Timothy Morton proposes that biology and ecology deconstruct notions of authenticity.[11] Specifically, he proposes that life exists as a “mesh of interrelations” that blurs traditional scientific boundaries, like species, living and nonliving, human and nonhuman, and even between an organism and its environment. Queer ecology, according to Morton, emphasizes a perspective on life that transcends dualisms and distinctive boundaries, instead recognizing that unique relationships exist between life forms at different scales. Queer ecology nuances traditional evolutionary perspectives on sexuality, regarding heterosexuality as impractical at many scales and as a “late” evolutionary development.
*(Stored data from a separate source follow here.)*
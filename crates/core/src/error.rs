//! Error types for the unified test runner
//!
//! Everything that can go wrong while loading or running a test file is an
//! [`Error`]. Variants fall into three groups:
//!
//! | Group | Effect | Examples |
//! |-------|--------|----------|
//! | Spec errors | abort the current file | `UnknownOperation`, `UnrecognizedArgument`, `DuplicateEntityId` |
//! | Test failures | fail the current test only | `ExpectedErrorNotRaised`, `ResultMismatch` |
//! | Infrastructure | abort the current file | `Driver`, `Io`, `Config` |
//!
//! Errors raised by the driver while an operation runs are not `Error`s until
//! they are compared against the operation's expectation; they travel as
//! [`DriverError`].

use std::fmt;
use std::io;

use bson::Bson;
use thiserror::Error;

use crate::types::EntityKind;

/// Result type alias for runner operations
pub type Result<T> = std::result::Result<T, Error>;

/// Errors produced while loading, decoding or running unified tests.
#[derive(Debug, Clone, PartialEq, Error)]
pub enum Error {
    // ==================== Decoding ====================
    /// Operation name has no registry entry
    #[error("unknown operation: {name}")]
    UnknownOperation { name: String },

    /// Argument key not recognized by the operation
    #[error("unrecognized argument '{key}' for operation {operation}")]
    UnrecognizedArgument { operation: String, key: String },

    /// Argument key not supported by a bulk write model
    #[error("unsupported argument for bulkWrite {operation}: {key}")]
    UnsupportedArgument { operation: String, key: String },

    /// More than one write model key in a single bulk write request
    #[error("ambiguous write model, found keys: {}", .keys.join(", "))]
    AmbiguousWriteModel { keys: Vec<String> },

    /// No write model key in a bulk write request
    #[error("no write model matched the bulk write request")]
    NoWriteModelMatched,

    /// Legacy bulk write request names an unknown model
    #[error("unknown write model: {name}")]
    UnknownWriteModel { name: String },

    /// Arguments failed structural decoding
    #[error("invalid arguments for operation {operation}: {reason}")]
    InvalidArguments { operation: String, reason: String },

    /// More than one kind of expectation on one operation
    #[error("operation {operation} declares more than one of expectError, expectResult/saveResultAsEntity, ignoreResultAndError")]
    ConflictingExpectations { operation: String },

    /// Schema version string could not be parsed
    #[error("invalid schema version: {raw}")]
    InvalidSchemaVersion { raw: String },

    /// Schema version outside the supported range
    #[error("test file \"{file}\" has unsupported schema version {version}")]
    UnsupportedSchemaVersion { file: String, version: String },

    /// Test file is malformed
    #[error("invalid test file: {reason}")]
    InvalidTestFile { reason: String },

    // ==================== Entities ====================
    /// Parent entity not yet constructed
    #[error("unresolved parent entity: {id}")]
    UnresolvedParent { id: String },

    /// Entity id already in use
    #[error("duplicate entity id: {id}")]
    DuplicateEntityId { id: String },

    /// Entity id not in the map
    #[error("unknown entity: {id}")]
    UnknownEntity { id: String },

    /// Entity exists but has the wrong kind
    #[error("entity {id} is a {actual}, expected a {expected}")]
    WrongEntityKind {
        id: String,
        expected: EntityKind,
        actual: EntityKind,
    },

    /// Operation cannot run against this kind of object
    #[error("operation {operation} is not supported on a {target}")]
    UnsupportedTarget { operation: String, target: String },

    /// Operation result cannot be stored as an entity
    #[error("result of operation {operation} cannot be saved as entity {id}")]
    InvalidEntityResult { operation: String, id: String },

    // ==================== Test failures ====================
    /// An error was expected but the operation succeeded
    #[error("{operation}: expected error, got success")]
    ExpectedErrorNotRaised { operation: String },

    /// The operation failed without declaring an expected error
    #[error("{operation}: unexpected error: {error}")]
    UnexpectedError {
        operation: String,
        error: DriverError,
    },

    /// The raised error does not satisfy the expected error
    #[error("{operation}: error mismatch: {reason} (actual error: {actual})")]
    ErrorMismatch {
        operation: String,
        reason: String,
        actual: DriverError,
    },

    /// The operation result does not match the expected result
    #[error("{operation}: result mismatch at {path}: {reason}")]
    ResultMismatch {
        operation: String,
        path: String,
        reason: String,
    },

    /// Observed command events do not match the expected events
    #[error("events for client {client} do not match: {reason}")]
    EventMismatch { client: String, reason: String },

    /// Final collection contents do not match the declared outcome
    #[error("outcome mismatch for {namespace}: {reason}")]
    OutcomeMismatch { namespace: String, reason: String },

    /// A test-runner assertion operation failed
    #[error("assertion failed: {reason}")]
    AssertionFailed { reason: String },

    // ==================== Infrastructure ====================
    /// Driver error outside of an operation under test
    #[error("driver error: {0}")]
    Driver(#[from] DriverError),

    /// Serialization error
    #[error("serialization error: {reason}")]
    Serialization { reason: String },

    /// I/O error
    #[error("I/O error: {reason}")]
    Io { reason: String },

    /// Configuration error
    #[error("configuration error: {reason}")]
    Config { reason: String },
}

impl Error {
    /// Whether this error fails a single test rather than the whole file.
    pub fn is_test_failure(&self) -> bool {
        matches!(
            self,
            Error::ExpectedErrorNotRaised { .. }
                | Error::UnexpectedError { .. }
                | Error::ErrorMismatch { .. }
                | Error::ResultMismatch { .. }
                | Error::EventMismatch { .. }
                | Error::OutcomeMismatch { .. }
                | Error::AssertionFailed { .. }
        )
    }

    /// Shorthand for [`Error::InvalidTestFile`].
    pub fn invalid_test_file(reason: impl Into<String>) -> Self {
        Error::InvalidTestFile {
            reason: reason.into(),
        }
    }

    /// Shorthand for [`Error::AssertionFailed`].
    pub fn assertion(reason: impl Into<String>) -> Self {
        Error::AssertionFailed {
            reason: reason.into(),
        }
    }
}

impl From<io::Error> for Error {
    fn from(e: io::Error) -> Self {
        Error::Io {
            reason: e.to_string(),
        }
    }
}

impl From<bson::ser::Error> for Error {
    fn from(e: bson::ser::Error) -> Self {
        Error::Serialization {
            reason: e.to_string(),
        }
    }
}

// =============================================================================
// DriverError
// =============================================================================

/// Where a driver error originated.
#[derive(Debug, Clone, PartialEq, Eq)]
pub enum DriverErrorKind {
    /// Raised by the driver itself (validation, unsupported feature)
    Client,
    /// Connection-level failure
    Network,
    /// Server-generated error response
    Server { code: i32, code_name: String },
}

/// An error raised by the driver while executing an operation.
///
/// Carries everything an expected-error assertion can inspect: origin,
/// message, server code and code name, error labels, and the partial result
/// of operations that can fail after partially succeeding.
#[derive(Debug, Clone, PartialEq, Error)]
pub struct DriverError {
    pub kind: DriverErrorKind,
    pub message: String,
    pub labels: Vec<String>,
    pub partial_result: Option<Bson>,
}

impl fmt::Display for DriverError {
    fn fmt(&self, f: &mut fmt::Formatter<'_>) -> fmt::Result {
        match &self.kind {
            DriverErrorKind::Client => write!(f, "client error: {}", self.message)?,
            DriverErrorKind::Network => write!(f, "network error: {}", self.message)?,
            DriverErrorKind::Server { code, code_name } => {
                write!(f, "server error {} ({}): {}", code, code_name, self.message)?
            }
        }
        if !self.labels.is_empty() {
            write!(f, " [labels: {}]", self.labels.join(", "))?;
        }
        Ok(())
    }
}

impl DriverError {
    /// A client-side error.
    pub fn client(message: impl Into<String>) -> Self {
        Self {
            kind: DriverErrorKind::Client,
            message: message.into(),
            labels: Vec::new(),
            partial_result: None,
        }
    }

    /// A network error.
    pub fn network(message: impl Into<String>) -> Self {
        Self {
            kind: DriverErrorKind::Network,
            message: message.into(),
            labels: Vec::new(),
            partial_result: None,
        }
    }

    /// A server error with the given code and code name.
    pub fn server(code: i32, code_name: impl Into<String>, message: impl Into<String>) -> Self {
        Self {
            kind: DriverErrorKind::Server {
                code,
                code_name: code_name.into(),
            },
            message: message.into(),
            labels: Vec::new(),
            partial_result: None,
        }
    }

    /// Attach error labels.
    pub fn with_labels(mut self, labels: Vec<String>) -> Self {
        self.labels = labels;
        self
    }

    /// Attach a partial result.
    pub fn with_partial_result(mut self, result: Bson) -> Self {
        self.partial_result = Some(result);
        self
    }

    /// Whether the error did not come from a server response.
    pub fn is_client_error(&self) -> bool {
        !matches!(self.kind, DriverErrorKind::Server { .. })
    }

    /// Whether the error is a network error.
    pub fn is_network_error(&self) -> bool {
        matches!(self.kind, DriverErrorKind::Network)
    }

    /// Server error code, if any.
    pub fn code(&self) -> Option<i32> {
        match &self.kind {
            DriverErrorKind::Server { code, .. } => Some(*code),
            _ => None,
        }
    }

    /// Server error code name, if any.
    pub fn code_name(&self) -> Option<&str> {
        match &self.kind {
            DriverErrorKind::Server { code_name, .. } => Some(code_name),
            _ => None,
        }
    }

    /// Whether the error carries the given label.
    pub fn has_label(&self, label: &str) -> bool {
        self.labels.iter().any(|l| l == label)
    }
}

#[cfg(test)]
mod tests {
    use super::*;

    #[test]
    fn test_failures_are_classified() {
        let err = Error::ExpectedErrorNotRaised {
            operation: "insertOne".to_string(),
        };
        assert!(err.is_test_failure());
        assert!(err.to_string().contains("expected error, got success"));

        let err = Error::UnknownOperation {
            name: "frobnicate".to_string(),
        };
        assert!(!err.is_test_failure());
    }

    #[test]
    fn test_wrong_entity_kind_display() {
        let err = Error::WrongEntityKind {
            id: "session0".to_string(),
            expected: EntityKind::Collection,
            actual: EntityKind::Session,
        };
        let msg = err.to_string();
        assert!(msg.contains("session0"));
        assert!(msg.contains("collection"));
        assert!(msg.contains("session"));
    }

    #[test]
    fn test_driver_error_origin() {
        let err = DriverError::server(11000, "DuplicateKey", "E11000 duplicate key error");
        assert!(!err.is_client_error());
        assert_eq!(err.code(), Some(11000));
        assert_eq!(err.code_name(), Some("DuplicateKey"));

        let err = DriverError::network("connection closed");
        assert!(err.is_client_error());
        assert!(err.is_network_error());
        assert_eq!(err.code(), None);
    }

    #[test]
    fn test_driver_error_labels() {
        let err = DriverError::server(112, "WriteConflict", "write conflict")
            .with_labels(vec!["TransientTransactionError".to_string()]);
        assert!(err.has_label("TransientTransactionError"));
        assert!(!err.has_label("RetryableWriteError"));
        assert!(err.to_string().contains("TransientTransactionError"));
    }
}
Other scholars challenge the contrast that exists between “human” and “non-human” classifications, proposing that the idea of “fluidity” from queer theory should also extend to the relationship between humans and the environment.[12]

Darwin's theory of sexual selection has received criticism when cross-examined with new data. Darwin’s idea that males compete for females in bird species has been disproven by data showing rare surplus of males causes aggressive male competition for females.[13] Homophobic religious groups justify their anti-LGBTQ+ bias using Darwinian theories that homosexuality will lead to human extinction.[14] Roughgarden argues that Darwin’s theory of sexual selection is false, claiming that “diversity reveals the evolutionary stability and biological importance of expressions of gender and sexuality that go far beyond the traditional male/female binary.”[15]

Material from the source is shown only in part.